An adult woman who plays double duty as a NERV commander and Shinji’s guardian and often struggles to find a balance between the two. Despite her age and credentials, Misato is often shown to be very immature, constantly shrugging off responsibilities in favor of drinking cheap beer (even at 9 o’clock in the morning). She’s also secretly desperate for male attention, as evidenced by her affection towards her ex-boyfriend Kaji and her smothering, overprotective, mother-like tendencies she expresses around Shinji.
Cold. Calculative. Manipulative. Not exactly someone who qualifies as ‘father of the year’ material. Gendo Ikari shows no affection towards his son and just sees him as a body necessary to pilot the Eva. In other words, to Gendo, Shinji is not a person as much as he is just a means to an end. But what is that end? It would seem that it would be to defeat the Angels, but Gendo seems to have another ulterior motive in mind.
Arrival on Netflix
Evangelion did not air in America until 2000, nearly five years after its inception. Contrary to popular belief, the show first aired not on Toonami, but on PBS, specifically its San Francisco-based KTEH-54 affiliate station.
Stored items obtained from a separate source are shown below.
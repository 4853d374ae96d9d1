use url::Url;

/// Derives the local filename from a URL: last path segment, query string
/// stripped, sanitized for the filesystem. Falls back to a unique name
/// when the URL has no usable segment.
pub fn filename_from_url(url_str: &str) -> String {
    if let Ok(url) = Url::parse(url_str) {
        if let Some(filename) = url.path_segments().and_then(|segments| segments.last()) {
            if !filename.is_empty() {
                return sanitize_filename(filename);
            }
        }
    }
    format!("download_{}", uuid::Uuid::new_v4())
}

pub fn sanitize_filename(filename: &str) -> String {
    filename.replace(|c: char| !c.is_alphanumeric() && c != '.' && c != '-' && c != '_', "_")
}
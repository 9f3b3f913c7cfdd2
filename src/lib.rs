//! Rollsync: rsync-style delta transfer in Rust.
//!
//! The crate provides:
//! - Rolling and strong block checksums (`hash`)
//! - The block catalog of a basis file (`catalog`)
//! - The streaming diff engine (`engine`) and its event sinks (`sink`)
//! - Wire encoding of catalogs and delta streams (`protocol`)
//! - Whole-buffer (`sync`) and file-oriented (`io`) helpers
//! - An optional CLI (`cli` feature)
//!
//! # Quick Start
//!
//! ```no_run
//! use rollsync::sync;
//!
//! let basis = b"hello old world";
//! let new = b"hello new world";
//!
//! let signature = sync::signature_all(basis, 4).unwrap();
//! let delta = sync::delta_all(&signature, new, 4).unwrap();
//! let patched = sync::patch_all(basis, &delta, 4).unwrap();
//! assert_eq!(patched, new);
//! ```

pub mod catalog;
pub mod config;
pub mod engine;
pub mod error;
pub mod hash;
pub mod io;
pub mod protocol;
pub mod sink;
pub mod sync;

#[cfg(feature = "cli")]
pub mod cli;

pub use catalog::{Block, BlockCatalog};
pub use config::{DEFAULT_BLOCK_SIZE, SyncOptions};
pub use engine::{DeltaEvents, DiffStats, diff};
pub use error::SyncError;
pub use sink::{BlockSource, DeltaEvent, DeltaSink, Reconstructor};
The first two episodes would see a highly-edited-for-content release on Cartoon Network in early 2003, but Americans did not see all of Evangelion in all of its uncut glory until it aired on Cartoon Network’s Adult Swim in 2005. After a scant few other international broadcasts, re-airings of Evangelion disappeared altogether. Unless you were willing to spend a couple hundred bucks on its Blu-ray, there became no legal way to watch Evangelion.
That was until the 2019 Netflix release changed that. Finally, there was the legal, cheap way to watch Evangelion. And so conveniently too! If this sounded too good to be true, then surprise: it was.
The Netflix release came with a new set of subtitles and English dub that slightly, but noticeably, changed the context of many important scenes and conversations. Most controversial of all was the removal of the iconic ‘Fly Me To The Moon’ song that played at the ending of each episode, all because Netflix supposedly could not pay for the licensing fees.
Naturally, these changes caused a lot of backlash throughout social media, with many fans complaining that the changes made the show feel inauthentic and not the true representation of Evangelion.
Fans are hoping that one day we might see an international release of Evangelion with all of its original trappings still intact. One that doesn’t take close to $1000 to purchase. Still in all, if you are willing to take the plunge, the Netflix release remains the easiest and most accessible way to watch Evangelion.